Successful completion of this project will pave the way for longer-term translational research plans to examine the therapeutic benefits of slow oscillation stimulation in clinical populations.

Hannah Thompson

The consequence of rampant semantic retrieval on episodic memory in stroke aphasia

Memories and knowledge can be retrieved in an automatic fashion (from strong cues) or in a ‘controlled’ manner, to suit the situation (e.g., retrieving SALT with ROAD when it is icy, or SALT with KETCHUP for chips).

Chronic aphasia (i.e., impairment of language and conceptual processing) affects 250,000 stroke survivors in the UK, and this figure will rise as the population ages, despite recent advances in stroke medicine.

This project tests the hypothesis that damage to controlled retrieval in stroke aphasia elicits uncontrolled or 'rampant' automatic retrieval even when this is inappropriate.

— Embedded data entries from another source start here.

// zeedas-rs: Provider-unified review workflow and deployment engine
//
// SPDX-FileCopyrightText: 2026 Romeo Ahmed
// SPDX-License-Identifier: GPL-3.0-or-later

//! Bitbucket Cloud 2.0 gateway.
//!
//! ```text
//! POST {oauth_url}   basic(client_id, secret)  grant_type=authorization_code
//!                                              grant_type=refresh_token
//! GET  repositories?role=admin&pagelen=100
//! GET  repositories/{p}                        -> {web_url}/{full_name}.git
//! GET  repositories/{p}/commits?pagelen=1      head
//! GET  repositories/{p}/refs/branches/{b}      head / exists
//! POST repositories/{p}/refs/branches
//! GET  repositories/{p}/src/{b}/{path}/        commit_file | commit_directory
//! POST repositories/{p}/src                    form: message, branch, <path>=""
//! POST repositories/{p}/pullrequests
//! GET  repositories/{p}/pullrequests?state=OPEN&q=...
//! GET  repositories/{p}/pullrequests/{id}/commits
//! GET  repositories/{p}/diff/{hash}            raw text -> diff::split_unified_diff
//! POST repositories/{p}/pullrequests/{id}/merge
//! ```
//!
//! Access tokens expire, so the workflow refreshes them before each
//! operation (see [`ProviderGateway::tokens_expire`]).

use async_trait::async_trait;
use reqwest::{Client, Method, RequestBuilder};
use serde::Deserialize;
use serde_json::json;

use super::ProviderGateway;
use super::diff::split_unified_diff;
use super::http::{self, OAuthTokenResponse};
use super::types::{CommitRef, FileDiff, Repository, TokenPair, TreeEntry};
use crate::config::types::BitbucketConfig;
use crate::error::{ProviderError, ZeedasResult};
use crate::model::branch::add_file_message;
use crate::model::{Provider, RepoAccess, ReviewId};
use crate::net::global_client;

#[derive(Debug, Clone)]
pub struct BitbucketGateway {
    client: Client,
    config: BitbucketConfig,
}

impl BitbucketGateway {
    #[must_use]
    pub fn new(config: &BitbucketConfig) -> Self {
        Self {
            client: global_client().clone(),
            config: config.clone(),
        }
    }

    fn api(&self) -> &str {
        self.config.api_url.trim_end_matches('/')
    }

    fn repo_url(&self, project: &str, path: &str) -> String {
        if path.is_empty() {
            format!("{}/repositories/{project}", self.api())
        } else {
            format!("{}/repositories/{project}/{path}", self.api())
        }
    }

    fn repo_request(&self, method: Method, repo: RepoAccess<'_>, path: &str) -> RequestBuilder {
        self.client
            .request(method, self.repo_url(repo.project, path))
            .bearer_auth(repo.token)
    }

    async fn token_grant(&self, form: &[(&str, &str)]) -> ZeedasResult<TokenPair> {
        let response: OAuthTokenResponse = http::send_json(
            self.client
                .post(&self.config.oauth_url)
                .basic_auth(&self.config.client_id, Some(&self.config.client_secret))
                .form(form),
        )
        .await?;
        Ok(response.into_pair()?)
    }
}

#[derive(Deserialize)]
struct Page<T> {
    #[serde(default = "Vec::new")]
    values: Vec<T>,
}

#[derive(Deserialize)]
struct RepoItem {
    full_name: String,
    name: String,
}

#[derive(Deserialize)]
struct CommitItem {
    hash: String,
    #[serde(default)]
    date: Option<String>,
}

#[derive(Deserialize)]
struct BranchTarget {
    hash: String,
}

#[derive(Deserialize)]
struct BranchItem {
    target: BranchTarget,
}

#[derive(Deserialize)]
struct SourceItem {
    #[serde(rename = "type")]
    kind: String,
    path: String,
}

#[derive(Deserialize)]
struct PullItem {
    id: u64,
}

#[async_trait]
impl ProviderGateway for BitbucketGateway {
    fn provider(&self) -> Provider {
        Provider::Bitbucket
    }

    fn tokens_expire(&self) -> bool {
        true
    }

    async fn exchange_auth_code(
        &self,
        code: &str,
        _redirect_uri: Option<&str>,
    ) -> ZeedasResult<TokenPair> {
        self.token_grant(&[("grant_type", "authorization_code"), ("code", code)])
            .await
    }

    async fn refresh_access_token(&self, refresh_token: &str) -> ZeedasResult<TokenPair> {
        self.token_grant(&[
            ("grant_type", "refresh_token"),
            ("refresh_token", refresh_token),
        ])
        .await
    }

    async fn list_repositories(&self, token: &str) -> ZeedasResult<Vec<Repository>> {
        let page: Page<RepoItem> = http::send_json(
            self.client
                .get(format!("{}/repositories", self.api()))
                .bearer_auth(token)
                .query(&[("role", "admin"), ("pagelen", "100")]),
        )
        .await?;
        Ok(page
            .values
            .into_iter()
            .map(|r| Repository {
                id: r.full_name,
                name: r.name,
            })
            .collect())
    }

    async fn resolve_clone_url(&self, repo: RepoAccess<'_>) -> ZeedasResult<String> {
        let info: RepoItem = http::send_json(self.repo_request(Method::GET, repo, "")).await?;
        Ok(format!(
            "{}/{}.git",
            self.config.web_url.trim_end_matches('/'),
            info.full_name
        ))
    }

    async fn head_commit(&self, repo: RepoAccess<'_>) -> ZeedasResult<String> {
        let page: Page<CommitItem> = http::send_json(
            self.repo_request(Method::GET, repo, "commits")
                .query(&[("pagelen", "1")]),
        )
        .await?;
        page.values.into_iter().next().map(|c| c.hash).ok_or_else(|| {
            ProviderError::Rejected(format!("{} has no commits", repo.project)).into()
        })
    }

    async fn branch_head(&self, repo: RepoAccess<'_>, branch: &str) -> ZeedasResult<String> {
        let found: BranchItem = http::send_json(self.repo_request(
            Method::GET,
            repo,
            &format!("refs/branches/{branch}"),
        ))
        .await?;
        Ok(found.target.hash)
    }

    async fn branch_exists(&self, repo: RepoAccess<'_>, name: &str) -> ZeedasResult<bool> {
        Ok(http::exists(self.repo_request(
            Method::GET,
            repo,
            &format!("refs/branches/{name}"),
        ))
        .await?)
    }

    async fn create_branch(
        &self,
        repo: RepoAccess<'_>,
        name: &str,
        sha: &str,
    ) -> ZeedasResult<()> {
        let body = json!({ "name": name, "target": { "hash": sha } });
        http::send_unit(
            self.repo_request(Method::POST, repo, "refs/branches")
                .json(&body),
        )
        .await?;
        Ok(())
    }

    async fn list_tree(
        &self,
        repo: RepoAccess<'_>,
        branch: &str,
        path: &str,
    ) -> ZeedasResult<Vec<TreeEntry>> {
        let path = path.trim_matches('/');
        let location = if path.is_empty() {
            format!("src/{branch}/")
        } else {
            format!("src/{branch}/{path}/")
        };
        let page: Page<SourceItem> = http::send_json(
            self.repo_request(Method::GET, repo, &location)
                .query(&[("pagelen", "100")]),
        )
        .await?;
        Ok(page
            .values
            .into_iter()
            .filter_map(|item| match item.kind.as_str() {
                "commit_directory" => Some(TreeEntry::dir(item.path)),
                "commit_file" => {
                    let url = format!(
                        "{}?access_token={}",
                        self.repo_url(repo.project, &format!("src/{branch}/{}", item.path)),
                        urlencoding::encode(repo.token),
                    );
                    Some(TreeEntry::file(item.path, url))
                }
                _ => None,
            })
            .collect())
    }

    async fn write_empty_file(
        &self,
        repo: RepoAccess<'_>,
        branch: &str,
        path: &str,
    ) -> ZeedasResult<()> {
        let message = add_file_message(branch);
        let path = path.trim_matches('/');
        http::send_unit(self.repo_request(Method::POST, repo, "src").form(&[
            ("message", message.as_str()),
            ("branch", branch),
            (path, ""),
        ]))
        .await?;
        Ok(())
    }

    async fn open_review(
        &self,
        repo: RepoAccess<'_>,
        source: &str,
        target: &str,
        title: &str,
    ) -> ZeedasResult<ReviewId> {
        let body = json!({
            "title": title,
            "source": { "branch": { "name": source } },
            "destination": { "branch": { "name": target } },
        });
        let pull: PullItem = http::send_json(
            self.repo_request(Method::POST, repo, "pullrequests")
                .json(&body),
        )
        .await?;
        Ok(ReviewId::from(pull.id))
    }

    async fn find_open_review(
        &self,
        repo: RepoAccess<'_>,
        source: &str,
        target: &str,
    ) -> ZeedasResult<Option<ReviewId>> {
        let filter =
            format!(r#"source.branch.name="{source}" AND destination.branch.name="{target}""#);
        let page: Page<PullItem> = http::send_json(
            self.repo_request(Method::GET, repo, "pullrequests")
                .query(&[("state", "OPEN"), ("q", filter.as_str())]),
        )
        .await?;
        Ok(page.values.first().map(|p| ReviewId::from(p.id)))
    }

    async fn list_review_commits(
        &self,
        repo: RepoAccess<'_>,
        review: &ReviewId,
    ) -> ZeedasResult<Vec<CommitRef>> {
        let page: Page<CommitItem> = http::send_json(self.repo_request(
            Method::GET,
            repo,
            &format!("pullrequests/{review}/commits"),
        ))
        .await?;
        Ok(page
            .values
            .into_iter()
            .map(|c| CommitRef {
                id: c.hash,
                created_at: c.date,
            })
            .collect())
    }

    async fn diff_for_commit(
        &self,
        repo: RepoAccess<'_>,
        commit: &CommitRef,
    ) -> ZeedasResult<Vec<FileDiff>> {
        let text = http::send_text(self.repo_request(
            Method::GET,
            repo,
            &format!("diff/{}", commit.id),
        ))
        .await?;
        Ok(split_unified_diff(&text))
    }

    async fn merge_review(&self, repo: RepoAccess<'_>, review: &ReviewId) -> ZeedasResult<()> {
        http::send_unit(self.repo_request(
            Method::POST,
            repo,
            &format!("pullrequests/{review}/merge"),
        ))
        .await?;
        Ok(())
    }
}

This might impair memory of an event, where there is retrieval of related information that was not part of the original experience (i.e. creating a false memory). 

A series of neuropsychological studies will determine whether damage to the control network produces disordered retrieval of events, using both word and picture tasks. We will see if these problems can be overcome by providing cues that reduce the need for controlled retrieval. We will also assess the neural mechanisms responsible: brain imaging may show stronger-than-normal activation in the automatic network. 

The control network damaged in these patients is thought to be involved in a wide range of tasks – however, the consequences for event memory have not been explored previously. This project is the first to assess episodic retrieval in stroke patients, and could lead to many new avenues of research in the future.

Siobhan O'Brien

Within-host evolution of the P. aeruginosa secretome in long-term chronic cystic fibrosis lung infections

Cystic fibrosis (CF) is a genetic disorder where viscous mucus causes obstruction of the airways, predisposing patients to lifelong lung infections. The most common pathogen infecting the CF lung is Pseudomonas aeruginosa. P. aeruginosa is a harmful bacterium that produces a large arsenal of secreted molecules - its ‘secretome’ - that cause damage to host cells and tissues, e.g. enzymes and toxins that attack host cells, and scavenging molecules to steal host resources.

During long-term infections, P. aeruginosa populations rapidly evolve to adapt to life in the CF lung, often resulting in altered levels of these secreted molecules. Because so many of these secretions cause damage to the host, this rapid adaptation may have important consequences for virulence. However there is very little data available to test this exciting idea. In this project I will follow changes in P. aeruginosa’s secretome during longterm infections in a group of adult CF patients. I will test how the evolved changes in the secretome affect bacterial fitness and virulence and determine which secreted molecules are associated with worsening patient symptoms.

These important associations between bacterial secreted molecules and patient health could suggest potential ‘biomarkers’ enabling doctors to predict the likely harmfulness of infections.